所謂普通の家庭環境を知らない。だからといって金持ちの家庭に生まれた訳でもなく、貧乏で学校にも行けない訳でもない。ただ、何の取り柄も無く努力しても報われることもなく、勉学や運動神経がずば抜けて良いということもなく。音楽は好きだけど音痴なのでカラオケに誘われるのが死ぬほど嫌で、断るのに無理やり歌わされるのもストレスで、そう、何と言うか、底辺と言う言葉が相応しいと思っていた。顔面偏差値だけはまあまあ良い方だと思うけど、恋愛経験が多いわけでもなく長続きしたことも無く未だに独身を貫いている。

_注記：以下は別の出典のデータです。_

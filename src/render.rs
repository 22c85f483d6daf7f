use std::collections::{BTreeMap, HashMap, HashSet, VecDeque};

use serde::{Deserialize, Serialize};
use thiserror::Error;

use crate::diagram::{Diagram, ParseError};
use crate::selection::{Point, Rect};
use crate::{
    Direction, NODE_HEIGHT, NODE_SPACING, NODE_WIDTH, START_OFFSET, SUBGRAPH_LABEL_HEIGHT,
    SUBGRAPH_PADDING,
};

#[derive(Debug, Clone, PartialEq, Eq, Error)]
pub enum RenderError {
    #[error(transparent)]
    Parse(#[from] ParseError),
    #[error("diagram has no 'graph' or 'flowchart' header")]
    MissingHeader,
}

#[derive(Debug, Clone, PartialEq, Serialize, Deserialize)]
pub struct NodeBox {
    pub id: String,
    pub rect: Rect,
}

#[derive(Debug, Clone, PartialEq, Serialize, Deserialize)]
pub struct SubgraphBox {
    pub id: String,
    pub rect: Rect,
    /// Nesting level, 0 for top-level blocks.
    pub depth: usize,
}

/// Bounding boxes of the last successful render.
#[derive(Debug, Clone, PartialEq, Default, Serialize, Deserialize)]
pub struct LayoutGeometry {
    pub nodes: Vec<NodeBox>,
    pub subgraphs: Vec<SubgraphBox>,
    pub width: f32,
    pub height: f32,
}

impl LayoutGeometry {
    pub fn node(&self, id: &str) -> Option<&NodeBox> {
        self.nodes.iter().find(|node| node.id == id)
    }

    pub fn subgraph(&self, id: &str) -> Option<&SubgraphBox> {
        self.subgraphs.iter().find(|subgraph| subgraph.id == id)
    }
}

/// Turns diagram text into geometry. Clients that draw with Mermaid itself can
/// skip this and push their own geometry into the editor.
pub trait Renderer {
    fn render(&self, source: &str) -> Result<LayoutGeometry, RenderError>;
}

/// Longest-path layered layout with fixed node boxes.
#[derive(Debug, Clone, Copy, Default)]
pub struct LayeredLayout;

impl Renderer for LayeredLayout {
    fn render(&self, source: &str) -> Result<LayoutGeometry, RenderError> {
        let diagram = Diagram::parse(source)?;
        if diagram.header.is_none() {
            return Err(RenderError::MissingHeader);
        }
        Ok(layout(&diagram))
    }
}

pub fn layout(diagram: &Diagram) -> LayoutGeometry {
    let order: Vec<String> = diagram.node_ids().map(str::to_string).collect();
    let (positions, mut width, mut height) = layered_positions(diagram, &order);

    let nodes: Vec<NodeBox> = order
        .iter()
        .filter_map(|id| {
            positions.get(id).map(|center| NodeBox {
                id: id.clone(),
                rect: Rect::from_center(*center, NODE_WIDTH, NODE_HEIGHT),
            })
        })
        .collect();

    let subgraphs = subgraph_boxes(diagram, &nodes);
    for subgraph in &subgraphs {
        width = width.max(subgraph.rect.right() + SUBGRAPH_PADDING);
        height = height.max(subgraph.rect.bottom() + SUBGRAPH_PADDING);
    }

    LayoutGeometry {
        nodes,
        subgraphs,
        width,
        height,
    }
}

fn layered_positions(diagram: &Diagram, order: &[String]) -> (HashMap<String, Point>, f32, f32) {
    if order.is_empty() {
        return (
            HashMap::new(),
            START_OFFSET * 2.0 + NODE_WIDTH,
            START_OFFSET * 2.0 + NODE_HEIGHT,
        );
    }

    let edges = diagram.edges();
    let mut levels: HashMap<&str, usize> = order.iter().map(|id| (id.as_str(), 0)).collect();
    let mut indegree: HashMap<&str, usize> = order.iter().map(|id| (id.as_str(), 0)).collect();
    for edge in &edges {
        *indegree.entry(edge.to.as_str()).or_insert(0) += 1;
    }

    let mut queue: VecDeque<&str> = order
        .iter()
        .map(String::as_str)
        .filter(|id| indegree.get(id).copied().unwrap_or(0) == 0)
        .collect();
    let mut visited: HashSet<&str> = HashSet::new();

    while let Some(node_id) = queue.pop_front() {
        visited.insert(node_id);
        let node_level = levels.get(node_id).copied().unwrap_or(0);

        for edge in edges.iter().filter(|edge| edge.from == node_id) {
            let target = edge.to.as_str();
            let entry = levels.entry(target).or_insert(0);
            *entry = (*entry).max(node_level + 1);

            if let Some(degree) = indegree.get_mut(target) {
                if *degree > 0 {
                    *degree -= 1;
                    if *degree == 0 {
                        queue.push_back(target);
                    }
                }
            }
        }
    }

    // Nodes on a cycle never reach indegree zero; put them just below their parents.
    if visited.len() != order.len() {
        for id in order.iter().map(String::as_str) {
            if visited.contains(id) {
                continue;
            }
            let level = edges
                .iter()
                .filter(|edge| edge.to == id && edge.from != id)
                .map(|edge| levels.get(edge.from.as_str()).copied().unwrap_or(0) + 1)
                .max()
                .unwrap_or(0);
            levels.insert(id, level);
        }
    }

    let mut layers_map: BTreeMap<usize, Vec<&str>> = BTreeMap::new();
    for id in order {
        let level = levels.get(id.as_str()).copied().unwrap_or(0);
        layers_map.entry(level).or_default().push(id);
    }

    let layers: Vec<Vec<&str>> = layers_map.into_values().collect();
    let level_count = layers.len().max(1);
    let max_per_level = layers.iter().map(Vec::len).max().unwrap_or(1).max(1);
    let direction = diagram.direction();

    let mut positions = HashMap::new();
    let (width, height) = match direction {
        Direction::TopDown | Direction::BottomTop => {
            let inner_width = NODE_WIDTH + NODE_SPACING * ((max_per_level - 1) as f32);
            let inner_height = NODE_HEIGHT + NODE_SPACING * ((level_count - 1) as f32);
            let start_y = START_OFFSET + NODE_HEIGHT / 2.0;

            for (idx, nodes) in layers.iter().enumerate() {
                let row = if direction == Direction::BottomTop {
                    level_count - 1 - idx
                } else {
                    idx
                } as f32;
                let y = start_y + row * NODE_SPACING;
                let span = NODE_SPACING * (nodes.len().saturating_sub(1) as f32);
                let start_x = START_OFFSET + (inner_width - span) / 2.0;
                for (col, id) in nodes.iter().enumerate() {
                    let x = start_x + col as f32 * NODE_SPACING;
                    positions.insert(id.to_string(), Point::new(x, y));
                }
            }

            (
                inner_width + START_OFFSET * 2.0,
                inner_height + START_OFFSET * 2.0,
            )
        }
        Direction::LeftRight | Direction::RightLeft => {
            let inner_width = NODE_WIDTH + NODE_SPACING * ((level_count - 1) as f32);
            let inner_height = NODE_HEIGHT + NODE_SPACING * ((max_per_level - 1) as f32);
            let start_x = START_OFFSET + NODE_WIDTH / 2.0;

            for (idx, nodes) in layers.iter().enumerate() {
                let column = if direction == Direction::RightLeft {
                    level_count - 1 - idx
                } else {
                    idx
                } as f32;
                let x = start_x + column * NODE_SPACING;
                let span = NODE_SPACING * (nodes.len().saturating_sub(1) as f32);
                let start_y = START_OFFSET + (inner_height - span) / 2.0;
                for (row, id) in nodes.iter().enumerate() {
                    let y = start_y + row as f32 * NODE_SPACING;
                    positions.insert(id.to_string(), Point::new(x, y));
                }
            }

            (
                inner_width + START_OFFSET * 2.0,
                inner_height + START_OFFSET * 2.0,
            )
        }
    };

    (positions, width, height)
}

/// Padded union of member boxes and nested blocks, with room for the title band.
fn subgraph_boxes(diagram: &Diagram, nodes: &[NodeBox]) -> Vec<SubgraphBox> {
    let infos = diagram.subgraphs();
    let paths: HashMap<&str, Vec<String>> = nodes
        .iter()
        .filter_map(|node| {
            diagram
                .find_node(&node.id)
                .map(|info| (node.id.as_str(), info.path))
        })
        .collect();

    let mut deepest_first: Vec<_> = infos.iter().collect();
    deepest_first.sort_by(|a, b| b.level.cmp(&a.level));

    let mut bounds: HashMap<&str, Rect> = HashMap::new();
    for info in deepest_first {
        let members = nodes
            .iter()
            .filter(|node| {
                paths
                    .get(node.id.as_str())
                    .is_some_and(|path| path.contains(&info.id))
            })
            .map(|node| node.rect);
        let children = infos
            .iter()
            .filter(|child| child.parent.as_deref() == Some(info.id.as_str()))
            .filter_map(|child| bounds.get(child.id.as_str()).copied());

        let Some(union) = members.chain(children).reduce(|acc, rect| acc.union(&rect)) else {
            continue;
        };
        bounds.insert(
            info.id.as_str(),
            union.inflate(
                SUBGRAPH_PADDING,
                SUBGRAPH_PADDING + SUBGRAPH_LABEL_HEIGHT,
                SUBGRAPH_PADDING,
                SUBGRAPH_PADDING,
            ),
        );
    }

    infos
        .iter()
        .filter_map(|info| {
            bounds.get(info.id.as_str()).map(|rect| SubgraphBox {
                id: info.id.clone(),
                rect: *rect,
                depth: info.level,
            })
        })
        .collect()
}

親にも放ったらかしにされるどころか、親が病気になった知らせもこっちから連絡しない限りは何の情報も知らされる事は無い。勘当されてる訳では無いのにも関わらずだ。結婚しないのか等と急かされることも一切無いからそれだけが救いだ。

仕事は何処に行っても虐められ、ハブられたり悪口言われる日々で社会不適合何だと学生の時にバイトをした頃から感じていた。

私は敬語が苦手で、テーブルマナーとか作法、言葉遣いとかそういう類いの事が全く出来ない。派遣の単発バイトでレストランの調理補助をしていた頃の賄いで、フォークとナイフを渡されて右手でナイフを持ってハンバーグを切っていたら、向かいの席で食べていた同じバイトの子に左利きなの?と聞かれた時に初めてその間違いに気付かされたくらいだ。

うちの親は行儀が悪い。納豆を食べてる途中にお味噌汁で箸を洗うようにしてから次のおかずを食べていた。子供ながらに汚らしいとは思っていたがそれが当たり前のように思っていた時には真似していた。

親戚の結婚式に出てきたパンを手でちぎって食べるのではなく、がっつくように食べる姿もいたたまれなかった。父親、母親両方共にそうなのだ。

箸の使い方は、教わっていたがフォークとナイフを使うような家庭ではなく、キッチンにあったとしても殆ど使用する機会は無かった。

受験シーズンが来て、友達が塾に通い出すのが増えてきても放ったらかしで、私に関心を持っていないようだった。それが明確になったのは、成人式の当日が来ても何を言われることも無く、祝いの言葉もなく、振り袖を着させてすら貰えなかった。これが私一人だけならまだしも、姉の時は振り袖を着て化粧して写真館で撮影までしているのだ。これが私のトラウマになって成人式が毎年来る度に心がえぐられる思いをする事になるのだった。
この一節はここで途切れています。